Italian edition only
The exhibition “Storia di un gesto. Il mito di Meleagro dall’arte classica a Warburg, a Picasso”, curated by Salvatore Settis (13 May–2 August 2026), is structured around three closely interconnected elements.
The first is the myth of Meleager, one of the most powerful narratives of the classical tradition; the second is a Roman sarcophagus with a relief depicting the Death of Meleager (c. 170–180 AD), held in a private collection and show to the public for the first time. The third is the so-called ‘gesture of despair’, one of the most incisive figurative formulas of pain in the Western artistic tradition. Born and codified in Roman times, this gesture experienced a long eclipse in European figurative tradition, before re-emerging from the 13th century onwards and resume a central role in the representation of suffering. The exhibition, and the catalogue accompanying the exhibition, traces its origins in the classical antiquity, documents its prolonged absence from the European figurative tradition, and follows its reappearance, from Nicola Pisano to Giotto, through to its persistence in contemporary art, with references extending as far as Pablo Picasso’s Guernica.

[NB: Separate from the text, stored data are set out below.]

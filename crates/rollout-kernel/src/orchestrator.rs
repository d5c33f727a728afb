//! Phase orchestrator
//!
//! Walks the plan in dependency order and owns the session. For each phase:
//!
//! 1. Stop if the operator aborted
//! 2. Skip when the phase selects no hosts
//! 3. Before a mutating phase, halt if the latest validation has a blocker
//! 4. Run the phase body; a failure halts everything after it
//!
//! On halt the failure handler builds the account of who got upgraded and
//! who was never touched. The returned [`RunReport`] is the only output;
//! persisting it is up to the caller.

use crate::abort::AbortSignal;
use crate::audit::AuditLog;
use crate::failure::FailureHandler;
use crate::inventory::{self, InventorySource};
use crate::node::{HostUpgrader, NodeUpgrader};
use crate::outcome::OutcomeTable;
use crate::plan::{ConcurrencyPolicy, Phase, UpgradePlan};
use crate::report::RunReport;
use crate::scheduler::{auto_batch_size, partition, BatchScheduler};
use crate::services::ServiceController;
use crate::validation::{CheckSet, Validator};
use chrono::Utc;
use indexmap::IndexMap;
use rollout_core::{
    CheckStatus, ControlPlane, HaltKind, Host, PhaseName, PhaseRecord, PhaseStatus,
    RemoteExecutor, Role, RolloutConfig, RolloutError, ServiceTopology, SessionStatus,
    UpgradeSession, ValidationReport,
};
use std::fmt;
use std::sync::Arc;
use tracing::Instrument;
use uuid::Uuid;

pub struct Orchestrator {
    config: RolloutConfig,
    control_plane: Arc<dyn ControlPlane>,
    remote: Arc<dyn RemoteExecutor>,
    upgrader: Option<Arc<dyn HostUpgrader>>,
    abort: AbortSignal,
}
impl ValidationReport {
    /// Empty report
    #[must_use]
    pub fn new(kind: ValidationKind) -> Self {
        Self {
            kind,
            hosts: Vec::new(),
            fleet_checks: Vec::new(),
            generated_at: Utc::now(),
        }
    }

    /// Fleet aggregate over the `Pass < Warning < Blocker` lattice
    #[must_use]
    pub fn aggregate(&self) -> CheckStatus {
        self.hosts
            .iter()
            .flat_map(|h| h.checks.iter())
            .chain(self.fleet_checks.iter())
            .map(|c| c.status)
            .max()
            .unwrap_or_default()
    }

    #[inline]
    #[must_use]
    pub fn is_blocked(&self) -> bool {
        self.aggregate() == CheckStatus::Blocker
    }

    /// `(hostname, check)` pairs with the given status; fleet checks use `"<fleet>"`
    #[must_use]
    pub fn with_status(&self, status: CheckStatus) -> Vec<(&str, &CheckOutcome)> {
        let per_host = self.hosts.iter().flat_map(|h| {
            h.checks
                .iter()
                .filter(move |c| c.status == status)
                .map(move |c| (h.hostname.as_str(), c))
        });
        let fleet = self
            .fleet_checks
            .iter()
            .filter(move |c| c.status == status)
            .map(|c| ("<fleet>", c));
        per_host.chain(fleet).collect()
    }

    /// Validation result for a single host
    #[must_use]
    pub fn host(&self, hostname: &str) -> Option<&HostValidation> {
        self.hosts.iter().find(|h| h.hostname == hostname)
    }
}

/// Services in stop order; start order is the exact reverse
#[derive(Debug, Clone, Default, PartialEq, Eq, Serialize, Deserialize)]
#[serde(transparent)]
pub struct ServiceTopology(Vec<String>);

impl ServiceTopology {
    #[inline]
    #[must_use]
    pub fn new(stop_order: Vec<String>) -> Self {
        Self(stop_order)
    }

    /// Declared (stop) order
    #[inline]
    #[must_use]
    pub fn stop_order(&self) -> &[String] {
        &self.0
    }

    /// Reverse of the stop order
    #[must_use]
    pub fn start_order(&self) -> Vec<String> {
        self.0.iter().rev().cloned().collect()
    }

    /// Topology with the order reversed
    #[must_use]
    pub fn reversed(&self) -> Self {
        Self(self.start_order())
    }

    #[inline]
    #[must_use]
    pub fn len(&self) -> usize {
        self.0.len()
    }

    #[inline]
    #[must_use]
    pub fn is_empty(&self) -> bool {
        self.0.is_empty()
    }
}

/// Pipeline phases
#[derive(Debug, Clone, Copy, PartialEq, Eq, PartialOrd, Ord, Hash, Serialize, Deserialize)]
#[serde(rename_all = "kebab-case")]
pub enum PhaseName {
    /// Fleet and host checks before anything changes
    PreValidation,
    /// Stop cluster services in topology order
    ServiceStop,
    /// Upgrade every edge host at once
    EdgeUpgrade,
    /// Upgrade workers in bounded batches
    WorkerUpgrade,
    /// Upgrade masters one at a time
    MasterUpgrade,
    /// Re-run the checks against the upgraded fleet
    PostValidation,
    /// Start services in reverse stop order
    ServiceStart,
    /// Summarize and persist the session
    FinalReport,
}

impl PhaseName {
    /// The standard pipeline order
    pub const ALL: [PhaseName; 8] = [
        PhaseName::PreValidation,
        PhaseName::ServiceStop,
        PhaseName::EdgeUpgrade,
        PhaseName::WorkerUpgrade,
        PhaseName::MasterUpgrade,
        PhaseName::PostValidation,
        PhaseName::ServiceStart,
        PhaseName::FinalReport,
    ];

    /// Phases that change cluster or host state
    #[inline]
    #[must_use]
    pub fn is_mutating(&self) -> bool {
        matches!(
            self,
            PhaseName::ServiceStop
                | PhaseName::EdgeUpgrade
                | PhaseName::WorkerUpgrade
                | PhaseName::MasterUpgrade
                | PhaseName::ServiceStart
        )
    }

    /// Role upgraded by this phase, if it is an upgrade phase
    #[inline]
    #[must_use]
    pub fn upgrade_role(&self) -> Option<Role> {
        match self {
            PhaseName::EdgeUpgrade => Some(Role::Edge),
            PhaseName::WorkerUpgrade => Some(Role::Worker),
            PhaseName::MasterUpgrade => Some(Role::Master),
            _ => None,
        }
    }

    #[must_use]
    pub fn as_str(&self) -> &'static str {
        match self {
            PhaseName::PreValidation => "pre-validation",
            PhaseName::ServiceStop => "service-stop",
            PhaseName::EdgeUpgrade => "edge-upgrade",
            PhaseName::WorkerUpgrade => "worker-upgrade",
            PhaseName::MasterUpgrade => "master-upgrade",
            PhaseName::PostValidation => "post-validation",
            PhaseName::ServiceStart => "service-start",
            PhaseName::FinalReport => "final-report",
        }
    }
}

impl fmt::Display for PhaseName {
    fn fmt(&self, f: &mut fmt::Formatter<'_>) -> fmt::Result {
        f.write_str(self.as_str())
    }
}

/// Phase progress
#[derive(Debug, Clone, Copy, PartialEq, Eq, Serialize, Deserialize)]
#[serde(rename_all = "lowercase")]
pub enum PhaseStatus {
    /// Not started
    Pending,
    Running,
    Succeeded,
    /// Host subset was empty
    Skipped,
    /// Halted the run
    Failed,
}
use crate::error::IllegalTransition;
use rollout_core::HostUpgradeState;

/// Validates a host state transition.
///
/// Forward moves go one step at a time; `Failed` is reachable from every
/// non-terminal state; terminal states have no exits.
pub fn validate_transition(
    from: HostUpgradeState,
    to: HostUpgradeState,
) -> Result<(), IllegalTransition> {
    if allowed(from, to) {
        Ok(())
    } else {
        Err(IllegalTransition { from, to })
    }
}

#[must_use]
pub fn allowed_transitions(from: HostUpgradeState) -> Vec<HostUpgradeState> {
    use HostUpgradeState::*;
    match from {
        Pending => vec![BackingUp, Failed],
        BackingUp => vec![Preparing, Failed],
        Preparing => vec![Upgrading, Failed],
        Upgrading => vec![Rebooting, Failed],
        Rebooting => vec![Verifying, Failed],
        Verifying => vec![Succeeded, Failed],
        Succeeded => vec![],
        Failed => vec![],
    }
}

fn allowed(from: HostUpgradeState, to: HostUpgradeState) -> bool {
    allowed_transitions(from).into_iter().any(|s| s == to)
}

#[cfg(test)]
mod tests {
    use super::*;

    #[test]
    fn forward_path_is_legal() {
        for pair in HostUpgradeState::FORWARD.windows(2) {
            assert!(validate_transition(pair[0], pair[1]).is_ok(), "{pair:?}");
        }
    }

    #[test]
    fn failed_reachable_from_every_non_terminal_state() {
        for state in HostUpgradeState::FORWARD {
            let result = validate_transition(state, HostUpgradeState::Failed);
            assert_eq!(result.is_ok(), !state.is_terminal(), "{state}");
        }
    }

    #[test]
    fn no_skipping_or_going_back() {
        assert!(validate_transition(HostUpgradeState::Pending, HostUpgradeState::Upgrading).is_err());
        assert!(validate_transition(HostUpgradeState::Verifying, HostUpgradeState::Rebooting).is_err());
        assert!(validate_transition(HostUpgradeState::Failed, HostUpgradeState::Pending).is_err());
    }
}
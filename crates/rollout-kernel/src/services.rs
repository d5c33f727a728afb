//! Service lifecycle controller
//!
//! Stops services in topology order and starts them in the exact reverse,
//! one at a time, polling the control plane until each reaches its target
//! state. The first service that misses its bound ends the pass; the error
//! names every service already transitioned.

use rollout_core::{
    ControlPlane, ControlPlaneError, LifecycleDirection, RolloutConfig, ServiceLifecycleError,
    ServiceTopology,
};
use std::sync::Arc;
use std::time::Duration;

pub struct ServiceController {
    control_plane: Arc<dyn ControlPlane>,
    timeout: Duration,
    poll_interval: Duration,
}

impl ServiceController {
    #[must_use]
    pub fn new(control_plane: Arc<dyn ControlPlane>, timeout: Duration, poll_interval: Duration) -> Self {
        Self {
            control_plane,
            timeout,
            poll_interval,
        }
    }

    #[must_use]
    pub fn from_config(control_plane: Arc<dyn ControlPlane>, config: &RolloutConfig) -> Self {
        Self::new(
            control_plane,
            config.timeouts.service_timeout(),
            config.timeouts.service_poll_interval(),
        )
    }

    /// Explicit order when configured, otherwise the control plane's
    pub async fn topology(
        &self,
        explicit: Option<&[String]>,
    ) -> Result<ServiceTopology, ServiceLifecycleError> {
        if let Some(order) = explicit {
            return Ok(ServiceTopology::new(order.to_vec()));
        }
        let services = self
            .control_plane
            .list_cluster_services()
            .await
            .map_err(ServiceLifecycleError::Topology)?;
        Ok(ServiceTopology::new(services))
    }

    /// Stop every service in declared order; returns the services stopped
    pub async fn stop(&self, topology: &ServiceTopology) -> Result<Vec<String>, ServiceLifecycleError> {
        self.run(topology.stop_order(), LifecycleDirection::Stop)
            .await
    }

    /// Start every service in reverse order, then wait for fleet health
    pub async fn start(&self, topology: &ServiceTopology) -> Result<Vec<String>, ServiceLifecycleError> {
        let order = topology.start_order();
        let started = self.run(&order, LifecycleDirection::Start).await?;
        self.await_fleet_health(started).await
    }

    async fn run(
        &self,
        services: &[String],
        direction: LifecycleDirection,
    ) -> Result<Vec<String>, ServiceLifecycleError> {
        let mut transitioned = Vec::with_capacity(services.len());
        for service in services {
            tracing::info!(service = %service, %direction, "service transition");
            let issued = match direction {
                LifecycleDirection::Stop => self.control_plane.stop_service(service).await,
                LifecycleDirection::Start => self.control_plane.start_service(service).await,
            };
            if let Err(source) = issued {
                return Err(ServiceLifecycleError::ControlPlane {
                    service: service.clone(),
                    direction,
                    source,
                    transitioned,
                });
            }
            match tokio::time::timeout(self.timeout, self.wait_for(service, direction)).await {
                Ok(Ok(())) => transitioned.push(service.clone()),
                Ok(Err(source)) => {
                    return Err(ServiceLifecycleError::ControlPlane {
                        service: service.clone(),
                        direction,
                        source,
                        transitioned,
                    })
                }
                Err(_) => {
                    tracing::error!(service = %service, %direction, "service transition timed out");
                    return Err(ServiceLifecycleError::Timeout {
                        service: service.clone(),
                        direction,
                        waited_secs: self.timeout.as_secs(),
                        transitioned,
                    });
                }
            }
        }
        Ok(transitioned)
    }

    async fn wait_for(
        &self,
        service: &str,
        direction: LifecycleDirection,
    ) -> Result<(), ControlPlaneError> {
        loop {
            let state = self.control_plane.service_state(service).await?;
            let done = match direction {
                LifecycleDirection::Stop => state.is_quiesced(),
                LifecycleDirection::Start => state.is_running(),
            };
            if done {
                return Ok(());
            }
            tracing::debug!(service, %state, "waiting");
            tokio::time::sleep(self.poll_interval).await;
        }
    }

    async fn await_fleet_health(
        &self,
        started: Vec<String>,
    ) -> Result<Vec<String>, ServiceLifecycleError> {
        let poll = async {
            loop {
                match self.control_plane.fleet_health().await {
                    Ok(health) if health.healthy => return Ok(()),
                    Ok(health) => {
                        tracing::debug!(details = %health.details, "fleet not yet healthy");
                    }
                    Err(e) if e.is_transient() => {
                        tracing::warn!(error = %e, "fleet health poll failed");
                    }
                    Err(e) => return Err(e),
                }
                tokio::time::sleep(self.poll_interval).await;
            }
        };
        match tokio::time::timeout(self.timeout, poll).await {
            Ok(Ok(())) => Ok(started),
            Ok(Err(e)) => Err(ServiceLifecycleError::FleetUnhealthy {
                details: e.to_string(),
                transitioned: started,
            }),
            Err(_) => {
                let details = self
                    .control_plane
                    .fleet_health()
                    .await
                    .map_or_else(|e| e.to_string(), |h| h.details);
                Err(ServiceLifecycleError::FleetUnhealthy {
                    details,
                    transitioned: started,
                })
            }
        }
    }
}

impl std::fmt::Debug for ServiceController {
    fn fmt(&self, f: &mut std::fmt::Formatter<'_>) -> std::fmt::Result {
        f.debug_struct("ServiceController")
            .field("timeout", &self.timeout)
            .field("poll_interval", &self.poll_interval)
            .finish_non_exhaustive()
    }
}

/// Services stopped by this run and not yet started again, in stop order
#[must_use]
pub fn outstanding(stopped: &[String], started: &[String]) -> Vec<String> {
    stopped
        .iter()
        .filter(|s| !started.contains(s))
        .cloned()
        .collect()
}
//! User settings and preferences
//!
//! Persisted in LocalStorage on the web, or read from a JSON file natively.

use serde::{Deserialize, Serialize};

use crate::consts::DEFAULT_MAX_BODIES;
use crate::tuning::Tuning;

/// About page settings
#[derive(Debug, Clone, PartialEq, Serialize, Deserialize)]
#[serde(default)]
pub struct Settings {
    /// Physics constants
    pub tuning: Tuning,
    /// Live body cap; the oldest body is evicted past it (0 = unbounded)
    pub max_bodies: usize,
    /// Draw the custom pointer indicator over the container
    pub custom_cursor: bool,
}

impl Default for Settings {
    fn default() -> Self {
        Self {
            tuning: Tuning::default(),
            max_bodies: DEFAULT_MAX_BODIES,
            custom_cursor: true,
        }
    }
}

impl Settings {
    /// LocalStorage key (used only in wasm32)
    #[allow(dead_code)]
    const STORAGE_KEY: &'static str = "headshot_bounce_settings";

    /// Parse settings from JSON; missing fields take their defaults
    pub fn from_json(json: &str) -> serde_json::Result<Self> {
        let mut settings: Settings = serde_json::from_str(json)?;
        settings.tuning = settings.tuning.sanitized();
        Ok(settings)
    }

    pub fn to_json(&self) -> serde_json::Result<String> {
        serde_json::to_string_pretty(self)
    }

    /// Resolve settings from a stored JSON blob
    ///
    /// Returns the settings and whether they should be written back. Only a
    /// missing blob is written back; an unreadable one is left for the user
    /// to fix.
    #[cfg_attr(not(target_arch = "wasm32"), allow(dead_code))]
    pub(crate) fn from_stored(stored: Option<&str>) -> (Self, bool) {
        match stored {
            Some(json) => match Self::from_json(json) {
                Ok(settings) => (settings, false),
                Err(e) => {
                    log::warn!("Ignoring stored settings: {}", e);
                    (Self::default(), false)
                }
            },
            None => (Self::default(), true),
        }
    }

    /// Load settings from LocalStorage (WASM only)
    ///
    /// Defaults are stored on first run; existing entries are never
    /// rewritten here.
    #[cfg(target_arch = "wasm32")]
    pub fn load() -> Self {
        let storage = web_sys::window()
            .and_then(|w| w.local_storage().ok())
            .flatten();

        let Some(storage) = storage else {
            log::info!("LocalStorage unavailable, using default settings");
            return Self::default();
        };

        let stored = storage.get_item(Self::STORAGE_KEY).ok().flatten();
        let (settings, first_run) = Self::from_stored(stored.as_deref());
        if first_run {
            log::info!("Using default settings");
            settings.save();
        } else {
            log::info!("Loaded settings from LocalStorage");
        }
        settings
    }

    /// Save settings to LocalStorage (WASM only)
    #[cfg(target_arch = "wasm32")]
    pub fn save(&self) {
        let storage = web_sys::window()
            .and_then(|w| w.local_storage().ok())
            .flatten();

        if let Some(storage) = storage {
            match self.to_json() {
                Ok(json) => {
                    let _ = storage.set_item(Self::STORAGE_KEY, &json);
                    log::info!("Settings saved");
                }
                Err(e) => log::warn!("Failed to serialize settings: {}", e),
            }
        }
    }

    /// Load settings from a JSON file, falling back to defaults
    #[cfg(not(target_arch = "wasm32"))]
    pub fn load_from_path(path: &std::path::Path) -> Self {
        let json = match std::fs::read_to_string(path) {
            Ok(json) => json,
            Err(e) => {
                log::warn!("Cannot read settings {}: {}", path.display(), e);
                return Self::default();
            }
        };
        match Self::from_json(&json) {
            Ok(settings) => {
                log::info!("Loaded settings from {}", path.display());
                settings
            }
            Err(e) => {
                log::warn!("Invalid settings {}: {}", path.display(), e);
                Self::default()
            }
        }
    }
}

#[cfg(test)]
mod tests {
    use super::*;

    #[test]
    fn test_empty_json_is_default() {
        assert_eq!(Settings::from_json("{}").unwrap(), Settings::default());
    }

    #[test]
    fn test_partial_json() {
        let settings =
            Settings::from_json(r#"{ "max_bodies": 0, "tuning": { "restitution": 0.9 } }"#)
                .unwrap();
        assert_eq!(settings.max_bodies, 0);
        assert!(settings.custom_cursor);
        assert_eq!(settings.tuning.restitution, 0.9);
        assert_eq!(settings.tuning.gravity, crate::consts::GRAVITY);
    }

    #[test]
    fn test_malformed_json_is_error() {
        assert!(Settings::from_json("{ max_bodies: ").is_err());
    }

    #[test]
    fn test_first_run_stores_defaults() {
        let (settings, write_back) = Settings::from_stored(None);
        assert_eq!(settings, Settings::default());
        assert!(write_back);
    }

    #[test]
    fn test_stored_settings_are_not_rewritten() {
        // Unknown keys and non-default formatting must survive a page load
        let stored = r#"{"max_bodies":3,"theme":"dark"}"#;
        let (settings, write_back) = Settings::from_stored(Some(stored));
        assert_eq!(settings.max_bodies, 3);
        assert!(!write_back);
    }

    #[test]
    fn test_unreadable_stored_settings_are_kept() {
        let (settings, write_back) = Settings::from_stored(Some("{ max_bodies: "));
        assert_eq!(settings, Settings::default());
        assert!(!write_back);
    }

    #[test]
    #[cfg(not(target_arch = "wasm32"))]
    fn test_missing_file_falls_back() {
        let settings = Settings::load_from_path(std::path::Path::new("/nonexistent/settings.json"));
        assert_eq!(settings, Settings::default());
    }
}
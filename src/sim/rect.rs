//! Axis-aligned rectangle geometry for bodies and word obstacles
//!
//! All rectangles live in container space: origin at the container's
//! top-left corner, y growing downward.

use glam::Vec2;
use serde::{Deserialize, Serialize};

/// An axis-aligned rectangle (top-left corner + size)
#[derive(Debug, Clone, Copy, PartialEq, Serialize, Deserialize)]
pub struct Rect {
    pub min: Vec2,
    pub size: Vec2,
}

impl Rect {
    pub fn new(x: f32, y: f32, width: f32, height: f32) -> Self {
        Self {
            min: Vec2::new(x, y),
            size: Vec2::new(width, height),
        }
    }

    pub fn from_min_size(min: Vec2, size: Vec2) -> Self {
        Self { min, size }
    }

    /// Build from edges, e.g. a DOMRect translated into container space
    pub fn from_edges(left: f32, top: f32, right: f32, bottom: f32) -> Self {
        Self::new(left, top, right - left, bottom - top)
    }

    #[inline]
    pub fn left(&self) -> f32 {
        self.min.x
    }

    #[inline]
    pub fn top(&self) -> f32 {
        self.min.y
    }

    #[inline]
    pub fn right(&self) -> f32 {
        self.min.x + self.size.x
    }

    #[inline]
    pub fn bottom(&self) -> f32 {
        self.min.y + self.size.y
    }

    #[inline]
    pub fn center(&self) -> Vec2 {
        self.min + self.size * 0.5
    }

    /// Overlap test. Touching edges count as overlapping.
    pub fn overlaps(&self, other: &Rect) -> bool {
        !(other.right() < self.left()
            || other.left() > self.right()
            || other.bottom() < self.top()
            || other.top() > self.bottom())
    }

    /// Bounds of this rectangle after rotating it about its center
    ///
    /// This is what a browser reports as the bounding box of a rotated element.
    pub fn rotated_bounds(&self, degrees: f32) -> Rect {
        let (sin, cos) = degrees.to_radians().sin_cos();
        let half = self.size * 0.5;
        let extent = Vec2::new(
            half.x * cos.abs() + half.y * sin.abs(),
            half.x * sin.abs() + half.y * cos.abs(),
        );
        let center = self.center();
        Rect::from_min_size(center - extent, extent * 2.0)
    }
}

#[cfg(test)]
mod tests {
    use super::*;

    #[test]
    fn test_overlap_disjoint() {
        let a = Rect::new(0.0, 0.0, 10.0, 10.0);
        assert!(!a.overlaps(&Rect::new(20.0, 0.0, 5.0, 5.0)));
        assert!(!a.overlaps(&Rect::new(0.0, -8.0, 5.0, 5.0)));
    }

    #[test]
    fn test_overlap_partial_and_contained() {
        let a = Rect::new(0.0, 0.0, 10.0, 10.0);
        assert!(a.overlaps(&Rect::new(5.0, 5.0, 10.0, 10.0)));
        assert!(a.overlaps(&Rect::new(2.0, 2.0, 1.0, 1.0)));
        assert!(Rect::new(2.0, 2.0, 1.0, 1.0).overlaps(&a));
    }

    #[test]
    fn test_touching_edges_overlap() {
        let a = Rect::new(0.0, 0.0, 10.0, 10.0);
        assert!(a.overlaps(&Rect::new(10.0, 0.0, 5.0, 5.0)));
        assert!(a.overlaps(&Rect::new(0.0, 10.0, 5.0, 5.0)));
    }

    #[test]
    fn test_rotated_bounds_square_45() {
        let r = Rect::new(0.0, 0.0, 80.0, 80.0);
        let b = r.rotated_bounds(45.0);
        let side = 80.0 * std::f32::consts::SQRT_2;
        assert!((b.size.x - side).abs() < 0.01);
        assert!((b.size.y - side).abs() < 0.01);
        assert!((b.center() - r.center()).length() < 0.001);
    }

    #[test]
    fn test_rotated_bounds_quarter_turn_swaps() {
        let r = Rect::new(10.0, 20.0, 100.0, 40.0);
        let b = r.rotated_bounds(90.0);
        assert!((b.size.x - 40.0).abs() < 0.01);
        assert!((b.size.y - 100.0).abs() < 0.01);

        let same = r.rotated_bounds(0.0);
        assert!((same.min - r.min).length() < 0.001);
        assert!((same.size - r.size).length() < 0.001);
    }
}
//! Collision rules for bodies against the container, the anchor, each other
//! and word obstacles
//!
//! Repulsion here is soft: overlapping bodies get velocity nudges rather than
//! position corrections, so overlap may persist for a few frames.

use glam::Vec2;

use super::rect::Rect;
use super::state::Body;
use crate::consts::MIN_SEPARATION;

/// Unit direction and distance from `from` to `to`
///
/// Coincident points get +X at distance zero. Gaps too large to represent
/// return `None`: they are outside any interaction range.
#[inline]
fn separation(from: Vec2, to: Vec2) -> Option<(Vec2, f32)> {
    let delta = to - from;
    if !delta.is_finite() {
        return None;
    }
    // f64 so the length of any finite f32 gap cannot overflow
    let wide = delta.as_dvec2();
    let dist = wide.length();
    if dist < MIN_SEPARATION as f64 {
        Some((Vec2::X, 0.0))
    } else {
        Some(((wide / dist).as_vec2(), dist as f32))
    }
}

/// Clamp a body to the floor and bounce it
///
/// Floor contact reflects `vy` and also damps `vx`. Returns true on contact.
pub fn floor_bounce(body: &mut Body, max_y: f32, restitution: f32, friction: f32) -> bool {
    if body.pos.y > max_y {
        body.pos.y = max_y;
        body.vel.y *= -restitution;
        body.vel.x *= friction;
        true
    } else {
        false
    }
}

/// Clamp a body between the side walls and bounce it
///
/// Wall contact only reflects `vx`; `vy` is untouched.
pub fn wall_bounce(body: &mut Body, min_x: f32, max_x: f32, restitution: f32) -> bool {
    if body.pos.x > max_x {
        body.pos.x = max_x;
        body.vel.x *= -restitution;
        true
    } else if body.pos.x < min_x {
        body.pos.x = min_x;
        body.vel.x *= -restitution;
        true
    } else {
        false
    }
}

/// Velocity kick pushing a body away from the anchor
///
/// Only applies while the centers are closer than `min_dist`; the kick fades
/// linearly to zero at `min_dist` and peaks at `strength` on full overlap.
pub fn anchor_push(center: Vec2, anchor_center: Vec2, min_dist: f32, strength: f32) -> Option<Vec2> {
    if min_dist <= 0.0 {
        return None;
    }
    let (dir, dist) = separation(anchor_center, center)?;
    if dist < min_dist {
        let force = (min_dist - dist) / min_dist;
        Some(dir * force * strength)
    } else {
        None
    }
}

/// Correction separating two overlapping bodies
///
/// Seen from the body at `center`: the other body should sit `min_dist` away
/// along the line through both centers. The returned vector is a fraction of
/// the gap to that target; subtract it from this body's velocity and add it to
/// the other's.
pub fn pair_push(center: Vec2, other_center: Vec2, min_dist: f32, stiffness: f32) -> Option<Vec2> {
    if min_dist <= 0.0 {
        return None;
    }
    let (dir, dist) = separation(center, other_center)?;
    if dist < min_dist {
        let target = center + dir * min_dist;
        Some((target - other_center) * stiffness)
    } else {
        None
    }
}

/// Apply a pair correction to both bodies. Returns true if they overlapped.
pub fn resolve_pair(body: &mut Body, other: &mut Body, stiffness: f32) -> bool {
    match pair_push(body.center(), other.center(), body.width(), stiffness) {
        Some(correction) => {
            body.vel -= correction;
            other.vel += correction;
            true
        }
        None => false,
    }
}

/// Displacement for an obstacle a body has hit
///
/// The obstacle moves horizontally away from the body's center and up or down
/// depending on whether its top is above the body's top.
pub fn deflection_offset(body_box: &Rect, obstacle: &Rect, magnitude: Vec2) -> Vec2 {
    let x = if obstacle.center().x < body_box.center().x {
        -magnitude.x
    } else {
        magnitude.x
    };
    let y = if obstacle.top() < body_box.top() {
        -magnitude.y
    } else {
        magnitude.y
    };
    Vec2::new(x, y)
}

/// Mutable references to two distinct bodies
pub fn pair_mut(bodies: &mut [Body], i: usize, j: usize) -> (&mut Body, &mut Body) {
    assert_ne!(i, j, "pair_mut needs two distinct indices");
    if i < j {
        let (head, tail) = bodies.split_at_mut(j);
        (&mut head[i], &mut tail[0])
    } else {
        let (head, tail) = bodies.split_at_mut(i);
        (&mut tail[0], &mut head[j])
    }
}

As early as 1901, Aby Warburg identified the figure seized by despair on the Meleager sarcophagi as a decisive source for the “resurrection” of this gesture after a long oblivion, exemplified in the exhibition by three panels from the Mnemosyne Atlas.
With exts by: Salvatore Settis, Maurizio Bettini, Licia Luschi, Giulia Ammannati, Maria Luisa Catoni, Giovanna Targia, Axel Heil e Roberto Ohrt, Anna Lucchini e Francesca Siena.